Yerli Üretim, Ülkeleri Özgürleştirir

Ocak ayında Türkiye’nin dış ticaret açığı, 2016’nın aynı ayına göre yüzde 10,3 arttı. Türkiye’nin cari açık işlemler dengesi, 2.76 milyar dolar ‘açık’ ile 2017’ye başladı. 12 aylık cari işlemler açığı ise 33 milyar 163 milyon dolar olarak kayıtlara geçti.

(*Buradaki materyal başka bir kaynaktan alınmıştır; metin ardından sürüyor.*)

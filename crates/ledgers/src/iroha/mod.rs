//! Account-based ledger backend.

mod adapter;
mod sim;
pub mod transport;

use serde::{Deserialize, Serialize};

use crate::adapter::AssetRef;

pub use adapter::IrohaAdapter;
pub use sim::SimulatedIroha;
pub use transport::{IrohaCommand, IrohaTransaction, IrohaTransport, TxStatus};

/// Connection-independent settings of an account-based ledger.
#[derive(Debug, Clone, PartialEq, Eq, Serialize, Deserialize)]
#[serde(default)]
pub struct IrohaSettings {
    /// Domain every platform account is created in.
    pub domain: String,
    pub asset_name: String,
    /// Fractional digits of the asset; at least the platform's two.
    pub precision: u32,
    /// Account that creates accounts/assets and issues supply.
    pub admin_account: String,
}

impl Default for IrohaSettings {
    fn default() -> Self {
        Self {
            domain: "test".to_string(),
            asset_name: "coin".to_string(),
            precision: 2,
            admin_account: "admin@test".to_string(),
        }
    }
}

impl IrohaSettings {
    /// `<asset_name>#<domain>`
    pub fn asset_id(&self) -> AssetRef {
        AssetRef::new(format!("{}#{}", self.asset_name, self.domain))
    }
}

Geçtiğimiz ay açıklanan 2016 Kasım dönemi işsizlik oranları 7 yılın tarihi seviyesine çıkarak yüzde 12.1 olarak gerçekleşmişti. Bu ay ise 2016 Aralık dönemi işsizlik oranları ise bir önceki yılın aynı dönemine göre yüzde 1.9 artarak yüzde 12.7 olarak açıklandı. İşsizlik 7 yılın zirvesindeyken İşsiz sayısı 4 milyona yaklaştı. Veriye göre sanayide istihdam bir önceki yıla göre 51 bin, inşaat sektöründe istihdam ise 28 bin kişi azaldı.

Türkiye İstatistik Kurumu (TÜİK) verilerine göre, enflasyon şubatta yüzde 0,81 artışla piyasa beklentisi olan yüzde 0,40’ın üzerinde gerçekleşirken, yıllık enflasyon yüzde 10,13 ile uzun bir aradan sonra ilk defa çift haneye çıktı. Ekonomistler, enflasyonun şubat ayında piyasa beklentisinin üzerinde artışla çift haneye çıkan enflasyonda, gıda, enerji fiyatları ile döviz kurundaki yükselişin etkili olduğunu belirtiyor.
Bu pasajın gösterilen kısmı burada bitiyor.